2014 stats: 104 receptions for 1,313 yards and 12 touchdowns ; 20 punt returns for 197 yards and two touchdowns
If you look at Agholor's frame and skill set, it reminds NFL Network analyst Bucky Brooks of a former Colts star:"

"He reminds me of Reggie Wayne. I think he can be a superstar in the right system."

This one guy's conclusions

Agholor is a dramatically different WR than DGB ... you don't watch his film and say "That guy is a freak". You watch him and say "Now, THAT is an NFL WR"  He's a polished player that can run all the routes, and has the speed to beat CBs deep, along with the quickness and savvy to get open underneath.

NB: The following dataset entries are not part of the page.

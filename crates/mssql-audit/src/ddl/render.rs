//! Render statement nodes to script text (Strategy pattern).
//!
//! [`Dialect`] owns every textual decision: quoting, built-in function names,
//! batch separators and layout. [`TsqlDialect`] is the SQL Server rendering.

use crate::core::identifier::{quote_ident, quote_literal};

use super::ast::*;

/// Script text generation for one target engine.
///
/// `render_block` and `render_script` are template methods built on
/// `render_statement` and `batch_separator`.
pub trait Dialect: Send + Sync {
    /// Dialect name (e.g., "tsql").
    fn name(&self) -> &str;

    /// Quote an identifier.
    fn quote_ident(&self, name: &str) -> String;

    /// Marker that ends one independently executable batch.
    fn batch_separator(&self) -> &str;

    /// Render a single statement, without separator or trailing newline.
    fn render_statement(&self, statement: &Statement) -> String;

    /// Quote a schema-qualified object name.
    fn qualify(&self, object: &ObjectName) -> String {
        format!(
            "{}.{}",
            self.quote_ident(&object.schema),
            self.quote_ident(&object.name)
        )
    }

    /// Render a block: each statement followed by the batch separator, then
    /// a blank line.
    fn render_block(&self, block: &Block) -> String {
        let mut out = String::new();
        for statement in &block.statements {
            out.push_str(&self.render_statement(statement));
            out.push('\n');
            out.push_str(self.batch_separator());
            out.push('\n');
        }
        out.push('\n');
        out
    }

    /// Render all blocks of a table script.
    fn render_script(&self, script: &TableScript) -> String {
        script
            .blocks
            .iter()
            .map(|b| self.render_block(b))
            .collect()
    }
}

/// SQL Server (T-SQL) dialect.
#[derive(Debug, Clone, Default)]
pub struct TsqlDialect;

impl TsqlDialect {
    /// Create a new T-SQL dialect instance.
    pub fn new() -> Self {
        Self
    }

    fn expr(&self, expr: &Expr) -> String {
        match expr {
            Expr::Column {
                qualifier: Some(q),
                name,
            } => format!("{}.{}", self.quote_ident(q), self.quote_ident(name)),
            Expr::Column {
                qualifier: None,
                name,
            } => self.quote_ident(name),
            Expr::ObjectColumn { object, column } => {
                format!("{}.{}", self.qualify(object), self.quote_ident(column))
            }
            Expr::Variable(name) => format!("@{}", name),
            Expr::CharLiteral(c) => quote_literal(&c.to_string()),
            Expr::Int(v) => v.to_string(),
            Expr::Builtin(Builtin::UtcNow) => "GETUTCDATE()".to_string(),
            Expr::Builtin(Builtin::CurrentPrincipal) => "SUSER_SNAME()".to_string(),
            Expr::Max(inner) => format!("MAX({})", self.expr(inner)),
            Expr::CountStar => "COUNT(*)".to_string(),
            Expr::Convert { type_text, expr } => {
                format!("CONVERT({}, {})", type_text, self.expr(expr))
            }
            Expr::Subquery(select) => format!("({})", self.select_inline(select)),
        }
    }

    fn predicate(&self, predicate: &Predicate) -> String {
        match predicate {
            Predicate::Eq(a, b) => format!("{} = {}", self.expr(a), self.expr(b)),
            Predicate::IsNull(e) => format!("{} IS NULL", self.expr(e)),
            Predicate::And(items) => items
                .iter()
                .map(|p| match p {
                    Predicate::Or(_) => self.wrapped(p),
                    _ => self.predicate(p),
                })
                .collect::<Vec<_>>()
                .join(" AND "),
            Predicate::Or(items) => items
                .iter()
                .map(|p| self.wrapped(p))
                .collect::<Vec<_>>()
                .join(" OR "),
        }
    }

    fn wrapped(&self, predicate: &Predicate) -> String {
        format!("({})", self.predicate(predicate))
    }

    fn table_ref(&self, table: &TableRef) -> String {
        let source = match &table.source {
            Source::Inserted => self.quote_ident("inserted"),
            Source::Deleted => self.quote_ident("deleted"),
            Source::Object(object) => self.qualify(object),
        };
        match &table.alias {
            Some(alias) => format!("{} AS {}", source, self.quote_ident(alias)),
            None => source,
        }
    }

    fn join_keyword(kind: JoinKind) -> &'static str {
        match kind {
            JoinKind::Inner => "JOIN",
            JoinKind::Left => "LEFT JOIN",
        }
    }

    fn from_list(&self, from: &[TableRef]) -> String {
        from.iter()
            .map(|t| self.table_ref(t))
            .collect::<Vec<_>>()
            .join(", ")
    }

    fn projection(&self, select: &Select) -> String {
        select
            .projection
            .iter()
            .map(|e| self.expr(e))
            .collect::<Vec<_>>()
            .join(", ")
    }

    /// One-line SELECT, used for subqueries nested in expressions.
    fn select_inline(&self, select: &Select) -> String {
        let mut sql = format!("SELECT {}", self.projection(select));
        if !select.from.is_empty() {
            sql.push_str(&format!(" FROM {}", self.from_list(&select.from)));
        }
        for join in &select.joins {
            sql.push_str(&format!(
                " {} {} ON {}",
                Self::join_keyword(join.kind),
                self.table_ref(&join.table),
                self.predicate(&join.on)
            ));
        }
        if let Some(filter) = &select.filter {
            sql.push_str(&format!(" WHERE {}", self.predicate(filter)));
        }
        sql
    }

    /// Multi-line subquery assignment: one condition per line.
    fn assign_subquery(&self, out: &mut Vec<String>, variable: &str, select: &Select) {
        out.push(format!("SELECT @{} =", variable));
        out.push(format!(
            "  (SELECT {} FROM {}",
            self.projection(select),
            self.from_list(&select.from)
        ));
        for join in &select.joins {
            out.push(format!(
                "    {} {} ON {}",
                Self::join_keyword(join.kind),
                self.table_ref(&join.table),
                self.predicate(&join.on)
            ));
        }
        if let Some(filter) = &select.filter {
            out.push("  WHERE".to_string());
            let conditions: Vec<String> = match filter {
                Predicate::And(items) => items.iter().map(|p| self.wrapped(p)).collect(),
                other => vec![self.wrapped(other)],
            };
            let last = conditions.len().saturating_sub(1);
            for (idx, condition) in conditions.into_iter().enumerate() {
                let sep = if idx < last { " AND" } else { "" };
                out.push(format!("   {}{}", condition, sep));
            }
        }
        out.push("  )".to_string());
    }

    fn insert_select(&self, out: &mut Vec<String>, insert: &InsertSelect, indent: &str) {
        let has_columns = !insert.columns.is_empty();
        let lead_sep = if has_columns { "," } else { "" };

        out.push(format!("{}INSERT {}", indent, self.qualify(&insert.table)));
        out.push(format!("{}(", indent));
        out.push(format!(
            "{}   {}{}",
            indent,
            insert
                .leading_columns
                .iter()
                .map(|c| self.quote_ident(c))
                .collect::<Vec<_>>()
                .join(","),
            lead_sep
        ));
        push_list(
            out,
            &format!("{}   ", indent),
            insert.columns.iter().map(|c| self.quote_ident(c)),
        );
        out.push(format!("{})", indent));

        out.push(format!("{}SELECT", indent));
        out.push(format!(
            "{}   {}{}",
            indent,
            insert
                .leading_values
                .iter()
                .map(|e| self.expr(e))
                .collect::<Vec<_>>()
                .join(","),
            lead_sep
        ));
        push_list(
            out,
            &format!("{}   ", indent),
            insert.values.iter().map(|e| self.expr(e)),
        );

        out.push(format!("{}FROM", indent));
        out.push(format!("{}   {}", indent, self.table_ref(&insert.from)));
        for join in &insert.joins {
            out.push(format!("{}{}", indent, Self::join_keyword(join.kind)));
            out.push(format!(
                "{}   {} ON {}",
                indent,
                self.table_ref(&join.table),
                self.predicate(&join.on)
            ));
        }
    }

    fn trigger_steps(&self, out: &mut Vec<String>, steps: &[TriggerStep], indent: &str) {
        for (idx, step) in steps.iter().enumerate() {
            let next = steps.get(idx + 1);
            match step {
                TriggerStep::Declare {
                    variable,
                    type_text,
                } => {
                    out.push(format!("{}DECLARE @{} {}", indent, variable, type_text));
                    if !matches!(next, Some(TriggerStep::Declare { .. })) {
                        out.push(String::new());
                    }
                }
                TriggerStep::Assign { variable, query } if is_subquery_assign(query) => {
                    if let Some(Expr::Subquery(select)) = query.projection.first() {
                        self.assign_subquery(out, variable, select);
                    }
                }
                TriggerStep::Assign { variable, query } => {
                    let value = query
                        .projection
                        .first()
                        .map(|e| self.expr(e))
                        .unwrap_or_else(|| "NULL".to_string());
                    let mut line = format!("{}SELECT @{} = {}", indent, variable, value);
                    if !query.from.is_empty() {
                        line.push_str(&format!(" FROM {}", self.from_list(&query.from)));
                    }
                    if let Some(filter) = &query.filter {
                        line.push_str(&format!(" WHERE {}", self.predicate(filter)));
                    }
                    out.push(line);
                    let next_is_plain_assign = matches!(
                        next,
                        Some(TriggerStep::Assign { query, .. }) if !is_subquery_assign(query)
                    );
                    if !next_is_plain_assign {
                        out.push(String::new());
                    }
                }
                TriggerStep::Insert(insert) => self.insert_select(out, insert, indent),
                TriggerStep::If { condition, then } => {
                    out.push(format!("{}IF {}", indent, self.predicate(condition)));
                    out.push(format!("{}BEGIN", indent));
                    self.trigger_steps(out, then, &format!("{}  ", indent));
                    out.push(format!("{}END", indent));
                }
            }
        }
    }

    fn create_table(&self, create: &CreateTable) -> String {
        let mut lines = vec![format!("CREATE TABLE {}", self.qualify(&create.table)), "(".into()];
        for column in &create.columns {
            let identity = if column.identity { " IDENTITY(1,1)" } else { "" };
            let null = if column.nullable { "NULL" } else { "NOT NULL" };
            lines.push(format!(
                "   {} {}{} {},",
                self.quote_ident(&column.name),
                column.type_text,
                identity,
                null
            ));
        }
        let pk = &create.primary_key;
        lines.push(format!(
            "   CONSTRAINT {} PRIMARY KEY {} ({} ASC)",
            self.quote_ident(&pk.name),
            if pk.clustered { "CLUSTERED" } else { "NONCLUSTERED" },
            self.quote_ident(&pk.column)
        ));
        lines.push(")".into());
        lines.join("\n")
    }

    fn create_trigger(&self, trigger: &CreateTrigger) -> String {
        let event = match trigger.event {
            DmlEvent::Insert => "INSERT",
            DmlEvent::Update => "UPDATE",
            DmlEvent::Delete => "DELETE",
        };
        let mut lines = vec![
            format!(
                "CREATE TRIGGER {} ON {} AFTER {}",
                self.qualify(&trigger.name),
                self.qualify(&trigger.table),
                event
            ),
            "AS".to_string(),
            String::new(),
        ];
        self.trigger_steps(&mut lines, &trigger.body, "");
        lines.join("\n")
    }
}

impl Dialect for TsqlDialect {
    fn name(&self) -> &str {
        "tsql"
    }

    fn quote_ident(&self, name: &str) -> String {
        quote_ident(name)
    }

    fn batch_separator(&self) -> &str {
        "GO"
    }

    fn render_statement(&self, statement: &Statement) -> String {
        match statement {
            Statement::DropIfExists { kind, object } => {
                let (code, keyword) = match kind {
                    ObjectKind::Table => ("U", "TABLE"),
                    ObjectKind::Trigger => ("TR", "TRIGGER"),
                };
                let name = self.qualify(object);
                format!(
                    "IF OBJECT_ID({}, {}) IS NOT NULL DROP {} {};",
                    quote_literal(&name),
                    quote_literal(code),
                    keyword,
                    name
                )
            }
            Statement::DropIndexIfExists { index, table } => {
                let table_name = self.qualify(table);
                format!(
                    "IF EXISTS (SELECT * FROM sys.indexes WHERE object_id = OBJECT_ID({}) AND name = {}) DROP INDEX {} ON {};",
                    quote_literal(&table_name),
                    quote_literal(index),
                    self.quote_ident(index),
                    table_name
                )
            }
            Statement::CreateTable(create) => self.create_table(create),
            Statement::AddDefault {
                table,
                constraint,
                column,
                value,
            } => format!(
                "ALTER TABLE {} ADD CONSTRAINT {} DEFAULT ({}) FOR {}",
                self.qualify(table),
                self.quote_ident(constraint),
                self.expr(value),
                self.quote_ident(column)
            ),
            Statement::CreateIndex {
                index,
                table,
                column,
                clustered,
            } => format!(
                "CREATE {} INDEX {} ON {} ({} ASC)",
                if *clustered { "CLUSTERED" } else { "NONCLUSTERED" },
                self.quote_ident(index),
                self.qualify(table),
                self.quote_ident(column)
            ),
            Statement::CreateTrigger(trigger) => self.create_trigger(trigger),
        }
    }
}

fn is_subquery_assign(query: &Select) -> bool {
    query.from.is_empty() && matches!(query.projection.first(), Some(Expr::Subquery(_)))
}

/// Push items one per line, comma-terminated except the last.
fn push_list(out: &mut Vec<String>, prefix: &str, items: impl Iterator<Item = String>) {
    let items: Vec<String> = items.collect();
    let last = items.len().saturating_sub(1);
    for (idx, item) in items.into_iter().enumerate() {
        let sep = if idx < last { "," } else { "" };
        out.push(format!("{}{}{}", prefix, item, sep));
    }
}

The only weakness I was concerned about is his blocking ability. He really didn't block anyone in the games I watched ... but if blocking was that crucial, Bowe would still be here, right?

Agholor was more fun to watch than I expected, he's feisty, competitive and energetic, goes 100 percent all the time. I think his big play ability and explosive speed are VERY underrated parts of his game. He is DEADLY in the open field. He bounces off defenders, always looking for the big play, like he mentioned above, he wants to score every time he gets the ball.

The common NFL comparisons for Agholor are Reggie Wayne and Jeremy Maclin ... and I think they fit. I also think that the Chiefs system is PERFECT for Agholor. They like to move their WRs around, vary the formations, make sure they can run all the routes from all positions.  

In this draft class, loaded with WR talent, you can "pick your poison." Take the jump-ball freakshow (DGB), the pure speed guy (Dorsett) or the west coast WR that can ALSO destroy a defense with speed and quickness (Agholor).

Don't get too caught up in where we THOUGHT these receivers would be drafted. Instead, watch NFL teams take THEIR GUY with the focus on the fit and skill-set, regardless of perceived value.